BEGIN

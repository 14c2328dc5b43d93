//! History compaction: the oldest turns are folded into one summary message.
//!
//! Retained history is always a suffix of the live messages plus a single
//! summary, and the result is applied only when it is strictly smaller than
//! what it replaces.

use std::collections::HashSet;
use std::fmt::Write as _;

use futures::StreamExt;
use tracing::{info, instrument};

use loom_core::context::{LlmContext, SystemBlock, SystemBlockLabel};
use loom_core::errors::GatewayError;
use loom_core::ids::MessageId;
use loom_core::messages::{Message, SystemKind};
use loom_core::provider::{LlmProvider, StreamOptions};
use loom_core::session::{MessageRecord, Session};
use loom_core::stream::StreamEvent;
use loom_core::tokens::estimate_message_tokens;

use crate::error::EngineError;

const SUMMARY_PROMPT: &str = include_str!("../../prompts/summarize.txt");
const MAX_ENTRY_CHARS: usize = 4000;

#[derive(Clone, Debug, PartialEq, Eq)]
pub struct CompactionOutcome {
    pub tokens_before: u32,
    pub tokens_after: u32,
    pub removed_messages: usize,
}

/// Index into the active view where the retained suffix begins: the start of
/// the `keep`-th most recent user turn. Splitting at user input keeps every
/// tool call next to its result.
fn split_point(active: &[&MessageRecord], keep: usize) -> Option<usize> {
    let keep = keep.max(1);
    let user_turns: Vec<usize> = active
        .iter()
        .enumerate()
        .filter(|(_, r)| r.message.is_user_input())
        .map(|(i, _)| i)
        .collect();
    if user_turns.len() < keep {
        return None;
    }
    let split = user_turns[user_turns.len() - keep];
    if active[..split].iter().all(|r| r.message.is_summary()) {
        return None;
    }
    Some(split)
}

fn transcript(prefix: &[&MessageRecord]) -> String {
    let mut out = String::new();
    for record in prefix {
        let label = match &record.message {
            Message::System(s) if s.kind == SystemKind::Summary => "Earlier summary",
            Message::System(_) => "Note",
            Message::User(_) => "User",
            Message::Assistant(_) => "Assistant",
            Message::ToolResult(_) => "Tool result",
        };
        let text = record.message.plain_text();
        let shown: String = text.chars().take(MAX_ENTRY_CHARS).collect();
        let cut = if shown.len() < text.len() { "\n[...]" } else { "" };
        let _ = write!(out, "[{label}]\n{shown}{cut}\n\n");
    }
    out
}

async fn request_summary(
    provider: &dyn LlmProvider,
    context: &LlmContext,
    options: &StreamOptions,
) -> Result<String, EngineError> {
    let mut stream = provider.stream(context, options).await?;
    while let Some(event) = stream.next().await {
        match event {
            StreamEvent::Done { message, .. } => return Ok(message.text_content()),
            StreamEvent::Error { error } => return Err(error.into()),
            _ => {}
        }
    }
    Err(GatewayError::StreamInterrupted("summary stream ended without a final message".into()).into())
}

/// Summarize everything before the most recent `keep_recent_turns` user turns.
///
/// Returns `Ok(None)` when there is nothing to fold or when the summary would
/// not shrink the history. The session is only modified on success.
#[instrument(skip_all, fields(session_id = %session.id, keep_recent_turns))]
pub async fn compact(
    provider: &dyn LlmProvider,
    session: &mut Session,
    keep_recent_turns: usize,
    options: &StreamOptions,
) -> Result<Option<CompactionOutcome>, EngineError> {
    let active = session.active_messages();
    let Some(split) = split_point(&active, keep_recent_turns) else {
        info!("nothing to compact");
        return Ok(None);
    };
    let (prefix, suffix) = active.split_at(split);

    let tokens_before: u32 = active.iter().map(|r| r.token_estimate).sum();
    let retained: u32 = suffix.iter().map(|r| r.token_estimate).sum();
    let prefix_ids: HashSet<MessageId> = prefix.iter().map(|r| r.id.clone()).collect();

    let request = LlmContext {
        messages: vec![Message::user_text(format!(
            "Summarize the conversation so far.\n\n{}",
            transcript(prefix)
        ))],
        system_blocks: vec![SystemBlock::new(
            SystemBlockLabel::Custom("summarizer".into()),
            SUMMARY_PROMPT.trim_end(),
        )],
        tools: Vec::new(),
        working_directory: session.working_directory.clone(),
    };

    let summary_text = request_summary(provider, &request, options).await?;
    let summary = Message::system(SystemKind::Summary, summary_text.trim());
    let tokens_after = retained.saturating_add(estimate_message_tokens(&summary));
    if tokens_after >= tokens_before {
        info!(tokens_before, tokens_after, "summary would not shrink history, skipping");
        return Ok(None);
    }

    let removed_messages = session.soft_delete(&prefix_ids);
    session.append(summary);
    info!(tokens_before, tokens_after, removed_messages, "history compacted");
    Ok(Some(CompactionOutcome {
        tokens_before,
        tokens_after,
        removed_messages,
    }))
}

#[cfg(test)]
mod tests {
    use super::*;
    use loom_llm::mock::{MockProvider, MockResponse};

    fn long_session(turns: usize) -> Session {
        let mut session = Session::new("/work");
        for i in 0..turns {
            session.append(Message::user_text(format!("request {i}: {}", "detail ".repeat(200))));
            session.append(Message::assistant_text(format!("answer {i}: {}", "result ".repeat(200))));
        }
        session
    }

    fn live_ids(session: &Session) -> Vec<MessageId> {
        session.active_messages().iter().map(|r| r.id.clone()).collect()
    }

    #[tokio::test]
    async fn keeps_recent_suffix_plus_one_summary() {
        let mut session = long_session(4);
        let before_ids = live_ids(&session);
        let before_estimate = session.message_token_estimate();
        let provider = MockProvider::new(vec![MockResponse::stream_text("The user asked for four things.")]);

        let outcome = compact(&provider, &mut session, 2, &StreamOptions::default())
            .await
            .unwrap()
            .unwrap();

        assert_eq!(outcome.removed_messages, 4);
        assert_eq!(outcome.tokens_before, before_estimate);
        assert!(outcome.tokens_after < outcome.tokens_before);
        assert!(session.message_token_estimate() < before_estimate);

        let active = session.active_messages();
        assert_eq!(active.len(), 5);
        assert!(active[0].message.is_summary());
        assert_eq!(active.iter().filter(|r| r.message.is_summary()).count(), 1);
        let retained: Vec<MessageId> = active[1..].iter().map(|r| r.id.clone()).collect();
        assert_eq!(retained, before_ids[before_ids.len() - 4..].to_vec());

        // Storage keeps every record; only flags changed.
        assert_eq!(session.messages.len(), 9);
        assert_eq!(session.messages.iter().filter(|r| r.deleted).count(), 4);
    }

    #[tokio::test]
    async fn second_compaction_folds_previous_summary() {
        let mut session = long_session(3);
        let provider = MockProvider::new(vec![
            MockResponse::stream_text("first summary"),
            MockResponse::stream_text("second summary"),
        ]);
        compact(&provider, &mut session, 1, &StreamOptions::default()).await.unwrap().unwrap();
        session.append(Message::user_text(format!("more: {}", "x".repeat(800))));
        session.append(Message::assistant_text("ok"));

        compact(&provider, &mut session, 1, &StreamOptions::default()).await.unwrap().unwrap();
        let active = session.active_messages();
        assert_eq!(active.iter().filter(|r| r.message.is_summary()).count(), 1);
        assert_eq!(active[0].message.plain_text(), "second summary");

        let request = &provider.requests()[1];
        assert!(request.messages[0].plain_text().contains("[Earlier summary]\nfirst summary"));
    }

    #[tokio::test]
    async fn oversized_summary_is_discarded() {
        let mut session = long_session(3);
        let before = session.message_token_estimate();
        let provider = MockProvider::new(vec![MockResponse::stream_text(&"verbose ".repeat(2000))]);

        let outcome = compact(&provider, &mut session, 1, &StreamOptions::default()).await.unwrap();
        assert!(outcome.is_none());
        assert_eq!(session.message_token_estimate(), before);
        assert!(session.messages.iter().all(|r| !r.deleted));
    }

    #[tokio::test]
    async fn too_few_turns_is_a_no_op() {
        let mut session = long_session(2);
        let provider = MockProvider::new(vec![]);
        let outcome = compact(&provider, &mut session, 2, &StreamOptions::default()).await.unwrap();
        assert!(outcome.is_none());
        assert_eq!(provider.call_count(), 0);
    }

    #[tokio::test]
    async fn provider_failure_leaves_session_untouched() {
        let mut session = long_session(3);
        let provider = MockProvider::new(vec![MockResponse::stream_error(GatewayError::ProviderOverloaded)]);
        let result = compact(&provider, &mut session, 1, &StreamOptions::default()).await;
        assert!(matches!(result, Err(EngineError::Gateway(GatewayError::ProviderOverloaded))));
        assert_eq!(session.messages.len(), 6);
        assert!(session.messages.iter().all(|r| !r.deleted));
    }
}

END

### [Problem details]
Restate the listing exactly, starting at its first line and ending at the line where "input keeps every" occurs; include both and no other lines.

### [Solved problem]
repository 14c2328dc5b43d93
//! History compaction: the oldest turns are folded into one summary message.
//!
//! Retained history is always a suffix of the live messages plus a single
//! summary, and the result is applied only when it is strictly smaller than
//! what it replaces.

use std::collections::HashSet;
use std::fmt::Write as _;

use futures::StreamExt;
use tracing::{info, instrument};

use loom_core::context::{LlmContext, SystemBlock, SystemBlockLabel};
use loom_core::errors::GatewayError;
use loom_core::ids::MessageId;
use loom_core::messages::{Message, SystemKind};
use loom_core::provider::{LlmProvider, StreamOptions};
use loom_core::session::{MessageRecord, Session};
use loom_core::stream::StreamEvent;
use loom_core::tokens::estimate_message_tokens;

use crate::error::EngineError;

const SUMMARY_PROMPT: &str = include_str!("../../prompts/summarize.txt");
const MAX_ENTRY_CHARS: usize = 4000;

#[derive(Clone, Debug, PartialEq, Eq)]
pub struct CompactionOutcome {
    pub tokens_before: u32,
    pub tokens_after: u32,
    pub removed_messages: usize,
}

/// Index into the active view where the retained suffix begins: the start of
/// the `keep`-th most recent user turn. Splitting at user input keeps every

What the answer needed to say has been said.